→ Exercise details
Please set the lines down again exactly, from the top of the entries through the line that contains "clone and hand".

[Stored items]
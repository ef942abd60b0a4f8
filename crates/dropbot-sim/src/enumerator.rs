//! Simulated port listing

use std::sync::atomic::{AtomicUsize, Ordering};
use std::sync::{Arc, Mutex, PoisonError};
use std::time::Duration;

use async_trait::async_trait;
use dropbot_detect::{DetectError, PortEntry, PortEnumerator};
use dropbot_protocol::{Version, DEVICE_NAME};

/// Port enumerator returning a configurable listing
///
/// Clones share the same listing, so a test can keep one clone and hand
/// another to the monitor.
#[derive(Debug, Clone, Default)]
pub struct SimulatedEnumerator {
    entries: Arc<Mutex<Vec<PortEntry>>>,
    scans: Arc<AtomicUsize>,
}

impl SimulatedEnumerator {
    /// Enumerator listing `entries`
    pub fn new(entries: Vec<PortEntry>) -> Self {
        Self {
            entries: Arc::new(Mutex::new(entries)),
            scans: Arc::default(),
        }
    }

    /// Enumerator listing one DropBot on `port`
    pub fn single(port: impl Into<String>, version: Version) -> Self {
        Self::new(vec![PortEntry::identified(port, DEVICE_NAME, version)])
    }

    /// Replace the listing
    pub fn set_entries(&self, entries: Vec<PortEntry>) {
        *self.entries.lock().unwrap_or_else(PoisonError::into_inner) = entries;
    }

    /// Number of listings served
    pub fn scans(&self) -> usize {
        self.scans.load(Ordering::SeqCst)
    }
}

#[async_trait]
impl PortEnumerator for SimulatedEnumerator {
    async fn list(&self, _timeout: Duration) -> Result<Vec<PortEntry>, DetectError> {
        self.scans.fetch_add(1, Ordering::SeqCst);
        Ok(self
            .entries
            .lock()
            .unwrap_or_else(PoisonError::into_inner)
            .clone())
    }
}

#[cfg(test)]
mod tests {
    use super::*;
    use dropbot_detect::PortScanner;

    #[tokio::test]
    async fn test_clones_share_listing() {
        let enumerator = SimulatedEnumerator::default();
        let scanner = PortScanner::new(Box::new(enumerator.clone()));

        assert!(scanner.discover(Duration::from_millis(100)).await.is_empty());

        enumerator.set_entries(vec![
            PortEntry::identified("COM4", DEVICE_NAME, Version::new(1, 79, 0)),
            PortEntry::unidentified("COM5"),
        ]);
        let candidate = scanner.find(Duration::from_millis(100)).await.unwrap();

        assert_eq!(candidate.port, "COM4");
        assert_eq!(enumerator.scans(), 2);
    }
}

→ Answer section
repository ef942abd60b0a4f8
filename crates/dropbot-sim/src/enumerator.rs
//! Simulated port listing

use std::sync::atomic::{AtomicUsize, Ordering};
use std::sync::{Arc, Mutex, PoisonError};
use std::time::Duration;

use async_trait::async_trait;
use dropbot_detect::{DetectError, PortEntry, PortEnumerator};
use dropbot_protocol::{Version, DEVICE_NAME};

/// Port enumerator returning a configurable listing
///
/// Clones share the same listing, so a test can keep one clone and hand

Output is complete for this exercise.